Sardığınız hiçbir sarmayı beğenmeyip bir de üstüne 2. tencereyi önünüze koyarlar. Ne kadar çok sarma, o kadar yetenek ve saygı demek. Umrunuzda olmasa da o sarmaları sardırmak için ellerinden geleni yaparlar.
Aslında herkes. Senin baklava açabileceğine inanç yoktur da işte basit işleri aradan çıkarsın diye düşünürler.
Kahvaltı hazırlama işi hep sana verilir, nedense başka hiçkimsenin görevi sayılmaz. Bir üstüne üstlük sana yardım etmek isteyen erkek kardeşine de izin vermezler.
Odana girdiğin an seni insan sevmemekle, akrabalara düşmanlıkla suçlarlar. Bütün gün salon ile mutfak arası mekik dokumak zorundasındır.
Bir de üstüne çayın renginden, bardağın parıltısına kadar yorum yaparlar.
Bu sorunu meali evlilikten başka bir şey değildir. Evlilik ne zaman, yok mu birileri, geç kalıyorsun... Bütün yorumlar ardı ardına başlar. Tabii her şey gizlice parmaklarında yüzük var mı yok mu onu aramakla başlar.
Gözleriyle kolonya şişesini işaret eder birileri. Kalkıp dökme görevi adeta alnına yazılmış gibi kalkarın ayağa.

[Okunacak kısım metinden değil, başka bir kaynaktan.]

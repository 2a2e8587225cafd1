use crate::config::DedupSettings;
use crate::dedup::strategy::{DigestFactory, HashStrategy};
use crate::error::{BoxError, DedupError, Result};
use crate::observability::{display_key, get_metrics};
use crate::storage::DedupStorage;
use serde::{Deserialize, Serialize};
use std::any::{type_name, Any};
use std::sync::atomic::{AtomicU64, Ordering};
use std::sync::Arc;
use std::time::Duration;

/// Value written when only key existence matters.
pub const SENTINEL: &[u8] = b"1";

/// A type-erased entity handed to the deduper. `None` stands for an absent entity.
pub type Entity<'a> = Option<&'a (dyn Any + Send + Sync)>;

type Extractor = Arc<dyn for<'a> Fn(Entity<'a>) -> Result<Vec<u8>> + Send + Sync>;
type Matcher = Arc<dyn for<'a, 'b> Fn(Entity<'a>, &'b [u8]) -> Result<bool> + Send + Sync>;
type Serializer = Arc<dyn for<'a> Fn(Entity<'a>) -> Result<String> + Send + Sync>;

/// Counters for dedup decisions made by one deduper.
#[derive(Debug, Default)]
pub struct DedupMetrics {
    pub total_checks: AtomicU64,
    pub duplicates: AtomicU64,
    pub stores: AtomicU64,
    pub write_back_failures: AtomicU64,
}

impl DedupMetrics {
    pub fn new() -> Self {
        Self::default()
    }

    fn record_check(&self, kind: &'static str, duplicate: bool) {
        self.total_checks.fetch_add(1, Ordering::Relaxed);
        if duplicate {
            self.duplicates.fetch_add(1, Ordering::Relaxed);
        }
        get_metrics().record_check(kind, duplicate);
    }

    fn record_store(&self, success: bool) {
        if success {
            self.stores.fetch_add(1, Ordering::Relaxed);
        }
        get_metrics().record_store(success);
    }

    fn record_write_back_failure(&self) {
        self.write_back_failures.fetch_add(1, Ordering::Relaxed);
        get_metrics().record_write_back_failure();
    }

    pub fn duplicate_rate(&self) -> f64 {
        self.snapshot().duplicate_rate()
    }

    pub fn snapshot(&self) -> MetricsSnapshot {
        MetricsSnapshot {
            total_checks: self.total_checks.load(Ordering::Relaxed),
            duplicates: self.duplicates.load(Ordering::Relaxed),
            stores: self.stores.load(Ordering::Relaxed),
            write_back_failures: self.write_back_failures.load(Ordering::Relaxed),
        }
    }
}

#[derive(Debug, Clone, PartialEq, Eq, Serialize, Deserialize)]
pub struct MetricsSnapshot {
    pub total_checks: u64,
    pub duplicates: u64,
    pub stores: u64,
    pub write_back_failures: u64,
}

impl MetricsSnapshot {
    pub fn duplicate_rate(&self) -> f64 {
        if self.total_checks == 0 {
            0.0
        } else {
            self.duplicates as f64 / self.total_checks as f64
        }
    }
}

/// Result of a successful store: the fingerprint and the full storage key.
#[derive(Debug, Clone, PartialEq, Eq)]
pub struct StoredKey {
    pub fingerprint: Vec<u8>,
    pub key: Vec<u8>,
}

fn bind<'a, T: Any>(entity: Entity<'a>) -> Result<&'a T> {
    let entity = entity.ok_or(DedupError::EntityNil)?;
    entity
        .downcast_ref::<T>()
        .ok_or(DedupError::EntityTypeMismatch {
            expected: type_name::<T>(),
        })
}

/// Decides whether an entity was already seen, using a TTL key-value store.
///
/// A deduper is bound to one entity type at construction. Entities of any
/// other type are rejected with [`DedupError::EntityTypeMismatch`]. Keys are
/// `prefix ++ fingerprint`, and the default prefix is derived from the type
/// name so dedupers over different types never share keys.
///
/// Check-then-store sequences are two separate round trips. Concurrent
/// callers may both see a fingerprint as new.
pub struct Deduper {
    extractor: Extractor,
    matcher: Matcher,
    serializer: Serializer,
    storage: Arc<dyn DedupStorage>,
    digest: DigestFactory,
    prefix: Vec<u8>,
    entity_type: &'static str,
    metrics: Arc<DedupMetrics>,
}

impl Deduper {
    pub fn new<T, E, M, S>(
        extractor: E,
        storage: Arc<dyn DedupStorage>,
        digest: DigestFactory,
        matcher: M,
        serializer: S,
    ) -> Self
    where
        T: Any + Send + Sync,
        E: Fn(&T) -> std::result::Result<Vec<u8>, BoxError> + Send + Sync + 'static,
        M: Fn(&T, &[u8]) -> std::result::Result<bool, BoxError> + Send + Sync + 'static,
        S: Fn(&T) -> std::result::Result<String, BoxError> + Send + Sync + 'static,
    {
        let entity_type = type_name::<T>();

        Self {
            extractor: Arc::new(move |entity: Entity<'_>| {
                extractor(bind::<T>(entity)?).map_err(DedupError::InvalidHashInput)
            }),
            matcher: Arc::new(move |entity: Entity<'_>, stored: &[u8]| {
                matcher(bind::<T>(entity)?, stored).map_err(DedupError::ValueMatch)
            }),
            serializer: Arc::new(move |entity: Entity<'_>| {
                serializer(bind::<T>(entity)?).map_err(DedupError::Serialization)
            }),
            storage,
            digest,
            prefix: format!("dedup:{}:", entity_type).into_bytes(),
            entity_type,
            metrics: Arc::new(DedupMetrics::new()),
        }
    }

    /// Replaces the type-derived prefix. An empty prefix is ignored.
    pub fn with_prefix(mut self, prefix: impl Into<String>) -> Self {
        let prefix = prefix.into();
        if !prefix.is_empty() {
            self.prefix = prefix.into_bytes();
        }
        self
    }

    /// Applies the configured prefix, if any.
    pub fn with_settings(self, settings: &DedupSettings) -> Self {
        match &settings.prefix {
            Some(prefix) => self.with_prefix(prefix.as_str()),
            None => self,
        }
    }

    pub fn prefix(&self) -> &[u8] {
        &self.prefix
    }

    /// Canonical name of the entity type this deduper accepts.
    pub fn entity_type(&self) -> &'static str {
        self.entity_type
    }

    pub fn metrics(&self) -> Arc<DedupMetrics> {
        Arc::clone(&self.metrics)
    }

    pub fn key_for(&self, fingerprint: &[u8]) -> Vec<u8> {
        let mut key = Vec::with_capacity(self.prefix.len() + fingerprint.len());
        key.extend_from_slice(&self.prefix);
        key.extend_from_slice(fingerprint);
        key
    }

    /// Computes the fingerprint of `entity` under the strategy's key-hash policy.
    pub fn hash(&self, entity: Entity<'_>, strategy: &HashStrategy) -> Result<Vec<u8>> {
        let input = (self.extractor)(entity)?;
        Ok(strategy.reduce_key(input, &self.digest))
    }

    /// Returns whether the entity's key exists, without looking at stored content.
    ///
    /// With `store_if_absent`, a missing key is written with the sentinel
    /// marker. That write is best effort: a failure is logged and the call
    /// still reports "not a duplicate".
    pub async fn is_duplicate(
        &self,
        entity: Entity<'_>,
        strategy: &HashStrategy,
        store_if_absent: Option<Duration>,
    ) -> Result<bool> {
        let fingerprint = self.hash(entity, strategy)?;
        let key = self.key_for(&fingerprint);

        let exists = self.storage.exists(&key).await?;
        self.metrics.record_check("key", exists);
        tracing::debug!(key = %display_key(&key), duplicate = exists, "Duplicate check");

        if !exists {
            if let Some(ttl) = store_if_absent {
                if let Err(e) = self.store_hash(&fingerprint, ttl).await {
                    self.metrics.record_write_back_failure();
                    tracing::error!(
                        key = %display_key(&key),
                        error = %e,
                        "Failed to store hash after duplicate check"
                    );
                }
            }
        }

        Ok(exists)
    }

    /// Returns whether a record exists for the entity's key and its content
    /// matches the entity.
    ///
    /// The entity is compared in its stored form first: an identical record is
    /// a match. A digested record or the key-only sentinel cannot be decoded,
    /// so anything but an identical record is a mismatch for those. Otherwise
    /// the matcher decides.
    ///
    /// An absent record is stored best effort when `store_if_absent` is set.
    /// On a mismatch with `update_on_mismatch`, the record is overwritten and
    /// a failure to do so is returned to the caller. The overwrite uses
    /// `store_if_absent` as TTL, or the storage default when it is `None`.
    pub async fn is_value_duplicate(
        &self,
        entity: Entity<'_>,
        strategy: &HashStrategy,
        store_if_absent: Option<Duration>,
        update_on_mismatch: bool,
    ) -> Result<bool> {
        let fingerprint = self.hash(entity, strategy)?;
        let key = self.key_for(&fingerprint);

        let existing = match self.storage.get(&key).await? {
            Some(value) if !value.is_empty() => value,
            _ => {
                self.metrics.record_check("value", false);
                if let Some(ttl) = store_if_absent {
                    if let Err(e) = self.store_entity(&key, entity, strategy, Some(ttl)).await {
                        self.metrics.record_write_back_failure();
                        tracing::error!(
                            key = %display_key(&key),
                            error = %e,
                            "Failed to store value after duplicate check"
                        );
                    }
                }
                return Ok(false);
            }
        };

        let (candidate, digested) = self.stored_form(entity, strategy)?;
        let matched = if candidate == existing {
            true
        } else if digested || existing == SENTINEL {
            false
        } else {
            (self.matcher)(entity, &existing)?
        };
        self.metrics.record_check("value", matched);
        tracing::debug!(key = %display_key(&key), duplicate = matched, "Value duplicate check");

        if !matched && update_on_mismatch {
            self.write_value(&key, &candidate, store_if_absent)
                .await
                .map_err(|e| {
                    tracing::error!(
                        key = %display_key(&key),
                        error = %e,
                        "Failed to update stale value"
                    );
                    e
                })?;
        }

        Ok(matched)
    }

    /// Serializes the entity and stores it under its key with the given TTL.
    pub async fn store(
        &self,
        entity: Entity<'_>,
        strategy: &HashStrategy,
        ttl: Duration,
    ) -> Result<StoredKey> {
        let fingerprint = self.hash(entity, strategy)?;
        let key = self.key_for(&fingerprint);
        self.store_entity(&key, entity, strategy, Some(ttl)).await?;

        Ok(StoredKey { fingerprint, key })
    }

    /// The entity as it is written under `strategy`, and whether that form is a digest.
    fn stored_form(&self, entity: Entity<'_>, strategy: &HashStrategy) -> Result<(Vec<u8>, bool)> {
        let serialized = (self.serializer)(entity)?.into_bytes();
        let digested = strategy.digests_value(serialized.len());
        Ok((strategy.reduce_value(serialized, &self.digest), digested))
    }

    async fn store_entity(
        &self,
        key: &[u8],
        entity: Entity<'_>,
        strategy: &HashStrategy,
        ttl: Option<Duration>,
    ) -> Result<()> {
        let (value, _) = self.stored_form(entity, strategy)?;
        self.write_value(key, &value, ttl).await
    }

    async fn write_value(&self, key: &[u8], value: &[u8], ttl: Option<Duration>) -> Result<()> {
        let result = self.storage.set_ex(key, value, ttl).await;
        self.metrics.record_store(result.is_ok());
        result?;

        tracing::debug!(
            key = %display_key(key),
            value_len = value.len(),
            "Stored dedup value"
        );
        Ok(())
    }

    /// Stores the sentinel marker for an already computed fingerprint.
    pub async fn store_hash(&self, fingerprint: &[u8], ttl: Duration) -> Result<Vec<u8>> {
        let key = self.key_for(fingerprint);

        let result = self.storage.set_ex(&key, SENTINEL, Some(ttl)).await;
        self.metrics.record_store(result.is_ok());
        result?;

        Ok(key)
    }

    /// Remaining lifetime of the record stored for `fingerprint`.
    pub async fn ttl(&self, fingerprint: &[u8]) -> Result<Duration> {
        let key = self.key_for(fingerprint);
        let raw = self.storage.ttl(&key).await?;

        match raw {
            0 => Err(DedupError::KeyMissing),
            ms if ms < 0 => Err(DedupError::NoExpiration),
            ms => Ok(Duration::from_millis(ms as u64)),
        }
    }
}

impl std::fmt::Debug for Deduper {
    fn fmt(&self, f: &mut std::fmt::Formatter<'_>) -> std::fmt::Result {
        f.debug_struct("Deduper")
            .field("entity_type", &self.entity_type)
            .field("prefix", &display_key(&self.prefix))
            .finish_non_exhaustive()
    }
}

Sırayla çocukları toplayıp oyalanabilecekleri oyunlar üretme işi sendedir. Odan adeta bir çocuk kreşine döner.
Mirasa çöken dayının da, herkesi kıskanan yengenin de, 7 yıldır kayıp eniştenin de elini öpmeni bekleyeceklerdir.
Annenin karşı koltuktan verdiği direktifle esnemeye başlarsın. Bir an önce gitseler de yatağıma uzansam hissi dolar içine.
Bayram günü evin genç kızı olmak zordur. Bir sürü kural, binbir türlü ritüel, uğradığın ayrımcılık derken günler bir türlü bitmez. O kalabalık, neşe dolu sofralar senin için sabır denemesi gibi olur. Direndiğin kurallarla, kendini kabul ettirdiğin kadar özgür de kalabilirsin elbet orada. Bayram, sevdiklerimizle, bizi bunaltmadıkları sürece güzel. Herkese iyi bayramlar!